7. the Pet feeding method based on the daily data analysiss of house pet according to any one of claim 1-6, its feature It is,

Gather the body temperature of described house pet using temperature sensor；

Gather the palmic rate of described house pet using heart rate sensor；

Gather the blood pressure of described house pet using blood pressure sensor；

Gather the activity of described house pet using pedometer；

Gather the image information in current time for the described house pet using photographic head；And,

Walked with described temperature sensor, described heart rate sensor, described blood pressure sensor, described meter respectively using sample circuit Device, described weight sensor are attached, and by described temperature sensor, described heart rate sensor, described blood pressure sensor, institute State the body temperature of the house pet that pedometer collects respectively, palmic rate, blood pressure, activity, Current body mass are converted into digital signal.

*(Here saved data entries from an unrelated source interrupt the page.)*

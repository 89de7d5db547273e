//! The public, pull-based entry point: [`Reader`] turns a [`ChunkSource`]
//! into an iterator of [`Row`]s.

use std::collections::VecDeque;
use std::io;
use std::rc::Rc;

use crate::buffer::{ColNames, RawCSVData};
use crate::chunk::{ChunkSource, ReadChunkSource, SliceChunkSource};
use crate::error::CsvError;
use crate::format::{Format, HeaderRow, VariableColumnPolicy};
use crate::parser::{self, ParsedRow};
use crate::row::Row;

/// Reads rows out of a [`ChunkSource`], resolving the header (if any) up
/// front and yielding every subsequent row lazily, one [`ChunkSource::next_chunk`]
/// call at a time.
pub struct Reader<S> {
    source: S,
    format: Rc<Format>,
    col_names: Option<Rc<ColNames>>,
    queue: VecDeque<Result<Row, CsvError>>,
    bom_checked: bool,
    exhausted: bool,
    rows_seen: usize,
    utf8_error_rows: usize,
}

impl<'a> Reader<SliceChunkSource<'a>> {
    /// Builds a reader over an in-memory buffer, read in pieces of
    /// `chunk_size` bytes.
    pub fn from_slice(data: &'a [u8], format: Format, chunk_size: usize) -> Result<Self, CsvError> {
        Reader::new(SliceChunkSource::new(data, chunk_size), format)
    }
}

impl<R: io::Read> Reader<ReadChunkSource<R>> {
    /// Builds a reader over any [`std::io::Read`], read in pieces of
    /// `chunk_size` bytes.
    pub fn from_reader(reader: R, format: Format, chunk_size: usize) -> Result<Self, CsvError> {
        Reader::new(ReadChunkSource::new(reader, chunk_size), format)
    }
}

impl<S: ChunkSource> Reader<S> {
    /// Builds a reader over `source`, eagerly resolving the header row (if
    /// [`Format::header_row`] names one) before returning.
    pub fn new(source: S, format: Format) -> Result<Self, CsvError> {
        let mut reader = Reader {
            source,
            format: Rc::new(format),
            col_names: None,
            queue: VecDeque::new(),
            bom_checked: false,
            exhausted: false,
            rows_seen: 0,
            utf8_error_rows: 0,
        };
        reader.resolve_header()?;
        Ok(reader)
    }

    /// The resolved column names, if a header was configured.
    pub fn col_names(&self) -> Option<&ColNames> {
        self.col_names.as_deref()
    }

    /// Whether any row seen so far contained a malformed UTF-8 sequence
    /// (recovered from via `U+FFFD` substitution rather than surfaced as an
    /// error).
    pub fn had_utf8_errors(&self) -> bool {
        self.utf8_error_rows > 0
    }

    /// The number of rows so far that contained at least one malformed
    /// UTF-8 sequence.
    pub fn utf8_error_count(&self) -> usize {
        self.utf8_error_rows
    }

    /// The total number of rows parsed so far, including the header row (if
    /// any) and rows dropped by [`VariableColumnPolicy::Ignore`] - every row
    /// the state machine has completed, whether or not it reached the
    /// caller.
    pub fn rows_seen(&self) -> usize {
        self.rows_seen
    }

    fn resolve_header(&mut self) -> Result<(), CsvError> {
        let header_index = match self.format.header_row() {
            HeaderRow::None => return Ok(()),
            HeaderRow::Index(i) => i,
        };

        let mut discarded = 0usize;
        loop {
            if let Some(result) = self.queue.pop_front() {
                let row = result?;
                if discarded < header_index {
                    discarded += 1;
                    continue;
                }
                let names: Vec<String> = row.iter().map(|f| f.as_str_lossy().into_owned()).collect();
                self.col_names = Some(Rc::new(ColNames::new(names)));
                return Ok(());
            }
            if self.exhausted {
                return Err(CsvError::Io(io::Error::new(
                    io::ErrorKind::UnexpectedEof,
                    "stream ended before the configured header row was reached",
                )));
            }
            self.pull_chunk()?;
        }
    }

    /// Pulls and parses one more chunk from the source, enqueuing any
    /// complete rows it yields. A no-op once the source is exhausted.
    fn pull_chunk(&mut self) -> Result<(), CsvError> {
        if self.exhausted {
            return Ok(());
        }

        let chunk = self.source.next_chunk()?;

        let outcome = parser::parse_chunk(&chunk.bytes, &self.format, !self.bom_checked, chunk.eof);
        self.bom_checked = true;

        let raw = Rc::new(RawCSVData {
            bytes: chunk.bytes[..outcome.tail_start].to_vec().into_boxed_slice(),
            fields: outcome.fields,
            format: Rc::clone(&self.format),
        });

        for parsed in &outcome.rows {
            self.rows_seen += 1;
            if parsed.had_utf8_error {
                self.utf8_error_rows += 1;
            }
            self.enqueue_row(&raw, parsed);
        }

        if chunk.eof {
            self.exhausted = true;
        } else if outcome.tail_start < chunk.bytes.len() {
            self.source.rewind(&chunk.bytes[outcome.tail_start..]);
        }

        Ok(())
    }

    fn enqueue_row(&mut self, raw: &Rc<RawCSVData>, parsed: &ParsedRow) {
        let row = Row {
            data: Rc::clone(raw),
            col_names: self.col_names.clone(),
            row_start: parsed.row_start,
            fields_start: parsed.fields_start,
            field_count: parsed.field_count,
        };

        let expected = self.col_names.as_ref().map(|c| c.len());
        if let Some(expected) = expected {
            if row.len() != expected {
                match self.format.variable_column_policy() {
                    VariableColumnPolicy::Strict => {
                        self.queue.push_back(Err(CsvError::MalformedRow { expected, actual: row.len() }));
                        return;
                    }
                    VariableColumnPolicy::Ignore => return,
                    VariableColumnPolicy::Keep => {}
                }
            }
        }
        self.queue.push_back(Ok(row));
    }
}

impl<S: ChunkSource> Iterator for Reader<S> {
    type Item = Result<Row, CsvError>;

    fn next(&mut self) -> Option<Self::Item> {
        loop {
            if let Some(row) = self.queue.pop_front() {
                return Some(row);
            }
            if self.exhausted {
                return None;
            }
            if let Err(e) = self.pull_chunk() {
                return Some(Err(e));
            }
        }
    }
}

#[cfg(test)]
mod tests {
    use super::*;
    use crate::format::FormatBuilder;

    #[test]
    fn basic_header_and_rows() {
        let data = b"a,b,c\n1,2,3\n4,5,6\n";
        let format = FormatBuilder::new().build().unwrap();
        let reader = Reader::from_slice(data, format, 1024).unwrap();
        let names: Vec<_> = reader.col_names().unwrap().names().to_vec();
        assert_eq!(names, vec!["a", "b", "c"]);
        let rows: Vec<Row> = reader.collect::<Result<_, _>>().unwrap();
        assert_eq!(rows.len(), 2);
        assert_eq!(rows[0].get_by_name("b").unwrap().raw_bytes(), b"2");
        assert_eq!(rows[1].get(2).unwrap().raw_bytes(), b"6");
    }

    #[test]
    fn chunking_does_not_change_the_result() {
        let data = b"a,b\n1,hello world\n2,another row here\n3,x\n";
        let format = FormatBuilder::new().build().unwrap();
        let whole = Reader::from_slice(data, format.clone(), 4096)
            .unwrap()
            .map(|r| r.unwrap().get(1).unwrap().raw_bytes().to_vec())
            .collect::<Vec<_>>();
        let chunked = Reader::from_slice(data, format, 3)
            .unwrap()
            .map(|r| r.unwrap().get(1).unwrap().raw_bytes().to_vec())
            .collect::<Vec<_>>();
        assert_eq!(whole, chunked);
    }

    #[test]
    fn no_header_yields_every_row() {
        let data = b"1,2\n3,4\n";
        let format = FormatBuilder::new().header_row(HeaderRow::None).build().unwrap();
        let reader = Reader::from_slice(data, format, 1024).unwrap();
        assert!(reader.col_names().is_none());
        let rows: Vec<Row> = reader.collect::<Result<_, _>>().unwrap();
        assert_eq!(rows.len(), 2);
    }

    #[test]
    fn header_past_end_of_stream_is_an_error() {
        let data = b"only,one,row\n";
        let format = FormatBuilder::new().header_row(HeaderRow::Index(3)).build().unwrap();
        assert!(Reader::from_slice(data, format, 1024).is_err());
    }

    #[test]
    fn strict_policy_flags_malformed_rows() {
        let data = b"a,b\n1,2\n3\n";
        let format = FormatBuilder::new().variable_column_policy(VariableColumnPolicy::Strict).build().unwrap();
        let reader = Reader::from_slice(data, format, 1024).unwrap();
        let results: Vec<_> = reader.collect();
        assert!(results[0].is_ok());
        assert!(matches!(results[1], Err(CsvError::MalformedRow { expected: 2, actual: 1 })));
    }

    #[test]
    fn ignore_policy_drops_malformed_rows() {
        let data = b"a,b\n1,2\n3\n4,5\n";
        let format = FormatBuilder::new().variable_column_policy(VariableColumnPolicy::Ignore).build().unwrap();
        let reader = Reader::from_slice(data, format, 1024).unwrap();
        let rows: Vec<Row> = reader.collect::<Result<_, _>>().unwrap();
        assert_eq!(rows.len(), 2);
    }

    #[test]
    fn quoted_field_may_embed_delimiter_and_newline() {
        let data = b"a,b\n\"hello, world\",\"multi\nline\"\n";
        let format = FormatBuilder::new().build().unwrap();
        let reader = Reader::from_slice(data, format, 1024).unwrap();
        let rows: Vec<Row> = reader.collect::<Result<_, _>>().unwrap();
        assert_eq!(rows.len(), 1);
        assert_eq!(rows[0].get(0).unwrap().raw_bytes(), b"hello, world");
        assert_eq!(rows[0].get(1).unwrap().raw_bytes(), b"multi\nline");
    }

    #[test]
    fn trailing_delimiter_implies_empty_final_field() {
        let data = b"a,b,c\n1,2,\n";
        let format = FormatBuilder::new().build().unwrap();
        let reader = Reader::from_slice(data, format, 1024).unwrap();
        let rows: Vec<Row> = reader.collect::<Result<_, _>>().unwrap();
        assert_eq!(rows[0].len(), 3);
        assert_eq!(rows[0].get(2).unwrap().raw_bytes(), b"");
    }

    #[test]
    fn leading_bom_is_stripped() {
        let mut data = vec![0xEF, 0xBB, 0xBF];
        data.extend_from_slice(b"a,b\n1,2\n");
        let format = FormatBuilder::new().build().unwrap();
        let reader = Reader::from_slice(&data, format, 1024).unwrap();
        let names = reader.col_names().unwrap().names().to_vec();
        assert_eq!(names, vec!["a", "b"]);
    }

    #[test]
    fn multibyte_delimiter_is_respected() {
        let data = "a§b\n1§2\n".as_bytes();
        let format = FormatBuilder::new().delimiter('§').build().unwrap();
        let reader = Reader::from_slice(data, format, 1024).unwrap();
        let rows: Vec<Row> = reader.collect::<Result<_, _>>().unwrap();
        assert_eq!(rows[0].get(1).unwrap().raw_bytes(), b"2");
    }
}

8. a kind of Pet feeding system based on the daily data analysiss of house pet is it is characterised in that include：

Data acquisition unit, for gathering the species of house pet, sex, age, palmic rate, blood pressure, body temperature, activity, feeding Type, feeding amount, present image, Current body mass constitute influence factor matrix X, and upload onto the server；Wherein, described feeding class Type and described feeding amount constitute decision variable；

Unit set up by Pet feeding model, for utilizing Elman neural network influence factor matrix X in described server Complex nonlinear relation and pet health index between, obtains Pet feeding model；

Decision variable optimal solution acquiring unit, for being optimized to described Pet feeding model using NSGA-II algorithm, is obtained One group of optimal solution of described decision variable, and using this group optimal solution of described decision variable as described house pet recommendation decision-making X^*；

Recommend decision-making issuance unit, for by described server by the recommendation decision-making X of described house pet^*It is issued to the terminal of user Equipment is shown.